• _Aim of the task_
Give the number of lines in the records that include the word "place", and nothing besides.

Saved entries
BEGIN

use std::time::Instant;

use crate::{
    hikari_debug,
    math::{Aabb, Vec3},
};

// Binned SAH construction in the spirit of
// How to Build a BVH, Jacco Bikker
// https://jacco.ompf2.com/2022/04/13/how-to-build-a-bvh-part-1-basics/

const BIN_COUNT: usize = 8;
// A leaf holding one triangle can't be split further
const MIN_INDICES_IN_NODE: u32 = 5;

/// A node in the flattened hierarchy.
///
/// Children are always allocated as a pair so only the left index is stored;
/// the right child lives at `left_child + 1`. A node is a leaf exactly when
/// `index_count > 0`.
#[derive(Copy, Clone, Debug, Default, PartialEq)]
pub struct BvhNode {
    pub aabb: Aabb,
    pub left_child: u32,
    /// Offset of the first vertex index this node covers.
    pub first_index: u32,
    /// Number of vertex indices this node covers, zero for interior nodes.
    pub index_count: u32,
}

impl BvhNode {
    pub fn is_leaf(&self) -> bool {
        self.index_count > 0
    }

    pub fn right_child(&self) -> u32 {
        self.left_child + 1
    }
}

#[derive(Copy, Clone)]
struct Bin {
    bounds: Aabb,
    index_count: u32,
}

impl Default for Bin {
    fn default() -> Self {
        Self {
            bounds: Aabb::default(),
            index_count: 0,
        }
    }
}

/// A bounding volume hierarchy over the triangles of a single mesh.
///
/// The nodes live in one preallocated arena with the root at index 0 and
/// child pairs in consecutive slots, so traversal is index arithmetic over a
/// flat array. Rebuilt from scratch whenever the owning mesh moves.
#[derive(Default)]
pub struct Bvh {
    nodes: Vec<BvhNode>,
    nodes_used: usize,
}

impl Bvh {
    pub fn new() -> Self {
        Self::default()
    }

    /// Returns the nodes in use, root first. Empty for an empty mesh.
    pub fn nodes(&self) -> &[BvhNode] {
        &self.nodes[..self.nodes_used]
    }

    /// Rebuilds the hierarchy over `indices`.
    ///
    /// `positions` are the world-space vertices the triangle triples in
    /// `indices` point at. Partitioning reorders the index triples in place
    /// and `normals` and `transformed_normals` hold one entry per triangle,
    /// so both are permuted in lockstep to keep `normals[i / 3]` addressing
    /// the triangle at index offset `i`.
    pub fn build(
        &mut self,
        positions: &[Vec3<f32>],
        indices: &mut [u32],
        normals: &mut [Vec3<f32>],
        transformed_normals: &mut [Vec3<f32>],
    ) {
        let build_start = Instant::now();

        let triangle_count = indices.len() / 3;
        self.nodes.clear();
        self.nodes_used = 0;
        if triangle_count == 0 {
            return;
        }

        // Worst case is 2N - 1 nodes for N triangles
        self.nodes.resize(2 * triangle_count, BvhNode::default());
        self.nodes[0] = BvhNode {
            aabb: Aabb::default(),
            left_child: 0,
            first_index: 0,
            index_count: indices.len() as u32,
        };
        // Index 0 stays reserved for the root, children go out in pairs
        self.nodes_used = 1;

        self.update_node_bounds(0, positions, indices);
        self.subdivide(0, positions, indices, normals, transformed_normals);

        hikari_debug!(
            "bvh: built over {} triangles in {:.2}ms, {} nodes",
            triangle_count,
            (build_start.elapsed().as_micros() as f32) * 1e-3,
            self.nodes_used
        );
    }

    /// Recomputes a node's bounds from the triangle vertices it covers.
    fn update_node_bounds(&mut self, node_idx: usize, positions: &[Vec3<f32>], indices: &[u32]) {
        let node = &mut self.nodes[node_idx];

        let mut aabb = Aabb::default();
        let first = node.first_index as usize;
        for i in &indices[first..first + node.index_count as usize] {
            aabb.grow(positions[*i as usize]);
        }
        node.aabb = aabb;
    }

    fn subdivide(
        &mut self,
        node_idx: usize,
        positions: &[Vec3<f32>],
        indices: &mut [u32],
        normals: &mut [Vec3<f32>],
        transformed_normals: &mut [Vec3<f32>],
    ) {
        let node = self.nodes[node_idx];

        if node.index_count <= MIN_INDICES_IN_NODE {
            return;
        }

        let (split_cost, axis, split_pos) = match self.find_best_split(&node, positions, indices)
        {
            Some(split) => split,
            None => return,
        };

        // Splitting has to beat intersecting the node as is
        let no_split_cost = (node.index_count as f32) * node.aabb.area();
        if split_cost >= no_split_cost {
            return;
        }

        // Partition triangles around the plane in place. The swaps move
        // index triples as a unit and keep the per-triangle normal arrays
        // addressed by the same triangle slots.
        let mut i = node.first_index as isize;
        let mut j = i + (node.index_count as isize) - 1;
        while i <= j {
            let centroid = (positions[indices[i as usize] as usize]
                + positions[indices[i as usize + 1] as usize]
                + positions[indices[i as usize + 2] as usize])
                / 3.0;

            if centroid[axis] < split_pos {
                i += 3;
            } else {
                let (front, back) = (i as usize, j as usize);
                indices.swap(front, back - 2);
                indices.swap(front + 1, back - 1);
                indices.swap(front + 2, back);
                normals.swap(front / 3, (back - 2) / 3);
                transformed_normals.swap(front / 3, (back - 2) / 3);

                j -= 3;
            }
        }

        let left_count = (i as u32) - node.first_index;
        if left_count == 0 || left_count == node.index_count {
            return;
        }

        let left_child = self.nodes_used;
        let right_child = left_child + 1;
        self.nodes_used += 2;

        self.nodes[left_child].first_index = node.first_index;
        self.nodes[left_child].index_count = left_count;
        self.nodes[right_child].first_index = i as u32;
        self.nodes[right_child].index_count = node.index_count - left_count;

        self.nodes[node_idx].left_child = left_child as u32;
        self.nodes[node_idx].index_count = 0;

        self.update_node_bounds(left_child, positions, indices);
        self.update_node_bounds(right_child, positions, indices);

        self.subdivide(left_child, positions, indices, normals, transformed_normals);
        self.subdivide(right_child, positions, indices, normals, transformed_normals);
    }

    /// Finds the cheapest of the candidate split planes over all three axes.
    ///
    /// Returns `None` when the centroids are too tightly packed to split on
    /// any axis.
    fn find_best_split(
        &self,
        node: &BvhNode,
        positions: &[Vec3<f32>],
        indices: &[u32],
    ) -> Option<(f32, usize, f32)> {
        let first = node.first_index as usize;
        let count = node.index_count as usize;
        let node_indices = &indices[first..first + count];

        let centroid = |tri: usize| -> Vec3<f32> {
            (positions[node_indices[tri] as usize]
                + positions[node_indices[tri + 1] as usize]
                + positions[node_indices[tri + 2] as usize])
                / 3.0
        };

        let mut best: Option<(f32, usize, f32)> = None;
        for axis in 0..3 {
            let mut bounds_min = f32::MAX;
            let mut bounds_max = f32::MIN;
            for tri in (0..count).step_by(3) {
                let c = centroid(tri)[axis];
                bounds_min = bounds_min.min(c);
                bounds_max = bounds_max.max(c);
            }

            if (bounds_max - bounds_min).abs() < f32::EPSILON {
                continue;
            }

            // Bin the triangles over the centroid range
            let mut bins = [Bin::default(); BIN_COUNT];
            let bin_scale = (BIN_COUNT as f32) / (bounds_max - bounds_min);
            for tri in (0..count).step_by(3) {
                let v0 = positions[node_indices[tri] as usize];
                let v1 = positions[node_indices[tri + 1] as usize];
                let v2 = positions[node_indices[tri + 2] as usize];
                let c = (v0 + v1 + v2) / 3.0;

                let bin_idx =
                    (((c[axis] - bounds_min) * bin_scale) as usize).min(BIN_COUNT - 1);
                bins[bin_idx].index_count += 3;
                bins[bin_idx].bounds.grow(v0);
                bins[bin_idx].bounds.grow(v1);
                bins[bin_idx].bounds.grow(v2);
            }

            // Sweep both ways to get counts and grown areas per plane
            let mut left_area = [0.0f32; BIN_COUNT - 1];
            let mut right_area = [0.0f32; BIN_COUNT - 1];
            let mut left_count = [0u32; BIN_COUNT - 1];
            let mut right_count = [0u32; BIN_COUNT - 1];

            let mut left_box = Aabb::default();
            let mut right_box = Aabb::default();
            let mut left_sum = 0;
            let mut right_sum = 0;
            for plane in 0..BIN_COUNT - 1 {
                left_sum += bins[plane].index_count;
                left_count[plane] = left_sum;
                left_box.grow_aabb(&bins[plane].bounds);
                left_area[plane] = left_box.area();

                right_sum += bins[BIN_COUNT - 1 - plane].index_count;
                right_count[BIN_COUNT - 2 - plane] = right_sum;
                right_box.grow_aabb(&bins[BIN_COUNT - 1 - plane].bounds);
                right_area[BIN_COUNT - 2 - plane] = right_box.area();
            }

            let plane_width = (bounds_max - bounds_min) / (BIN_COUNT as f32);
            for plane in 0..BIN_COUNT - 1 {
                let plane_cost = (left_count[plane] as f32) * left_area[plane]
                    + (right_count[plane] as f32) * right_area[plane];
                if best.map_or(true, |(cost, ..)| plane_cost < cost) {
                    best = Some((
                        plane_cost,
                        axis,
                        bounds_min + plane_width * ((plane + 1) as f32),
                    ));
                }
            }
        }
        best
    }
}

END

• _Result below_
2